--- START ---

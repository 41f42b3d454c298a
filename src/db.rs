// ==========================================
// 待打包订单发运系统 - SQLite 连接初始化
// ==========================================
// 目标:
// - 统一所有 Connection::open 的 PRAGMA 行为
// - 统一 busy_timeout，减少并发写入时的偶发 busy 错误
// - 启动时幂等建表（config_kv / dispatch_ledger）
// ==========================================

use rusqlite::Connection;
use rusqlite::OptionalExtension;
use std::time::Duration;

/// 默认 busy_timeout（毫秒）
pub const DEFAULT_BUSY_TIMEOUT_MS: u64 = 5_000;

/// 当前代码所期望的 schema_version
pub const CURRENT_SCHEMA_VERSION: i64 = 1;

/// 配置 SQLite 连接的统一 PRAGMA
///
/// 说明：
/// - foreign_keys 需要“每个连接”单独开启
/// - busy_timeout 需要“每个连接”单独配置
pub fn configure_sqlite_connection(conn: &Connection) -> rusqlite::Result<()> {
    conn.execute_batch("PRAGMA foreign_keys = ON;")?;
    conn.busy_timeout(Duration::from_millis(DEFAULT_BUSY_TIMEOUT_MS))?;
    Ok(())
}

/// 打开 SQLite 连接并应用统一配置
pub fn open_sqlite_connection(db_path: &str) -> rusqlite::Result<Connection> {
    let conn = Connection::open(db_path)?;
    configure_sqlite_connection(&conn)?;
    Ok(conn)
}

/// 幂等建表
///
/// - config_kv: 全局配置（scope_id='global'）
/// - dispatch_ledger: 发运台账（幂等键 → 结果）
pub fn ensure_schema(conn: &Connection) -> rusqlite::Result<()> {
    conn.execute_batch(
        r#"
        CREATE TABLE IF NOT EXISTS schema_version (
            version INTEGER PRIMARY KEY,
            applied_at TEXT NOT NULL DEFAULT (datetime('now'))
        );

        CREATE TABLE IF NOT EXISTS config_kv (
            scope_id TEXT NOT NULL DEFAULT 'global',
            key TEXT NOT NULL,
            value TEXT NOT NULL,
            updated_at TEXT NOT NULL DEFAULT (datetime('now')),
            PRIMARY KEY (scope_id, key)
        );

        CREATE TABLE IF NOT EXISTS dispatch_ledger (
            idempotency_key TEXT PRIMARY KEY,
            batch_id TEXT NOT NULL,
            referencia TEXT NOT NULL,
            status TEXT NOT NULL,
            attempts INTEGER NOT NULL DEFAULT 0,
            last_error TEXT,
            response_excerpt TEXT,
            created_at TEXT NOT NULL,
            updated_at TEXT NOT NULL
        );

        CREATE INDEX IF NOT EXISTS idx_dispatch_ledger_referencia
            ON dispatch_ledger (referencia);
        "#,
    )?;

    conn.execute(
        "INSERT OR IGNORE INTO schema_version (version) VALUES (?1)",
        [CURRENT_SCHEMA_VERSION],
    )?;
    Ok(())
}

/// 读取 schema_version（若表不存在则返回 None）
pub fn read_schema_version(conn: &Connection) -> rusqlite::Result<Option<i64>> {
    let has_table: bool = conn
        .query_row(
            "SELECT 1 FROM sqlite_master WHERE type='table' AND name='schema_version' LIMIT 1",
            [],
            |_row| Ok(true),
        )
        .optional()?
        .unwrap_or(false);

    if !has_table {
        return Ok(None);
    }

    let v: Option<i64> =
        conn.query_row("SELECT MAX(version) FROM schema_version", [], |row| row.get(0))?;
    Ok(v)
}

--- END ---

*What to do*:
Every entry is to be restated word for word.

*Response*:
repository 41f42b3d454c298a
filename src/db.rs
// ==========================================
// 待打包订单发运系统 - SQLite 连接初始化
// ==========================================
// 目标:
// - 统一所有 Connection::open 的 PRAGMA 行为
// - 统一 busy_timeout，减少并发写入时的偶发 busy 错误
// - 启动时幂等建表（config_kv / dispatch_ledger）
// ==========================================

use rusqlite::Connection;
use rusqlite::OptionalExtension;
use std::time::Duration;

/// 默认 busy_timeout（毫秒）
pub const DEFAULT_BUSY_TIMEOUT_MS: u64 = 5_000;

/// 当前代码所期望的 schema_version
pub const CURRENT_SCHEMA_VERSION: i64 = 1;

/// 配置 SQLite 连接的统一 PRAGMA
///
/// 说明：
/// - foreign_keys 需要“每个连接”单独开启
/// - busy_timeout 需要“每个连接”单独配置
pub fn configure_sqlite_connection(conn: &Connection) -> rusqlite::Result<()> {
    conn.execute_batch("PRAGMA foreign_keys = ON;")?;
    conn.busy_timeout(Duration::from_millis(DEFAULT_BUSY_TIMEOUT_MS))?;
    Ok(())
}

/// 打开 SQLite 连接并应用统一配置
pub fn open_sqlite_connection(db_path: &str) -> rusqlite::Result<Connection> {
    let conn = Connection::open(db_path)?;
    configure_sqlite_connection(&conn)?;
    Ok(conn)
}

/// 幂等建表
///
/// - config_kv: 全局配置（scope_id='global'）
/// - dispatch_ledger: 发运台账（幂等键 → 结果）
pub fn ensure_schema(conn: &Connection) -> rusqlite::Result<()> {
    conn.execute_batch(
        r#"
        CREATE TABLE IF NOT EXISTS schema_version (
            version INTEGER PRIMARY KEY,
            applied_at TEXT NOT NULL DEFAULT (datetime('now'))
        );

        CREATE TABLE IF NOT EXISTS config_kv (
            scope_id TEXT NOT NULL DEFAULT 'global',
            key TEXT NOT NULL,
            value TEXT NOT NULL,
            updated_at TEXT NOT NULL DEFAULT (datetime('now')),
            PRIMARY KEY (scope_id, key)
        );

        CREATE TABLE IF NOT EXISTS dispatch_ledger (
            idempotency_key TEXT PRIMARY KEY,
            batch_id TEXT NOT NULL,
            referencia TEXT NOT NULL,
            status TEXT NOT NULL,
            attempts INTEGER NOT NULL DEFAULT 0,
            last_error TEXT,
            response_excerpt TEXT,
            created_at TEXT NOT NULL,
            updated_at TEXT NOT NULL
        );

        CREATE INDEX IF NOT EXISTS idx_dispatch_ledger_referencia
            ON dispatch_ledger (referencia);
        "#,
    )?;

    conn.execute(
        "INSERT OR IGNORE INTO schema_version (version) VALUES (?1)",
        [CURRENT_SCHEMA_VERSION],
    )?;
    Ok(())
}

/// 读取 schema_version（若表不存在则返回 None）
pub fn read_schema_version(conn: &Connection) -> rusqlite::Result<Option<i64>> {
    let has_table: bool = conn
        .query_row(
            "SELECT 1 FROM sqlite_master WHERE type='table' AND name='schema_version' LIMIT 1",
            [],
            |_row| Ok(true),
        )
        .optional()?
        .unwrap_or(false);

    if !has_table {
        return Ok(None);
    }

    let v: Option<i64> =
        conn.query_row("SELECT MAX(version) FROM schema_version", [], |row| row.get(0))?;
    Ok(v)
}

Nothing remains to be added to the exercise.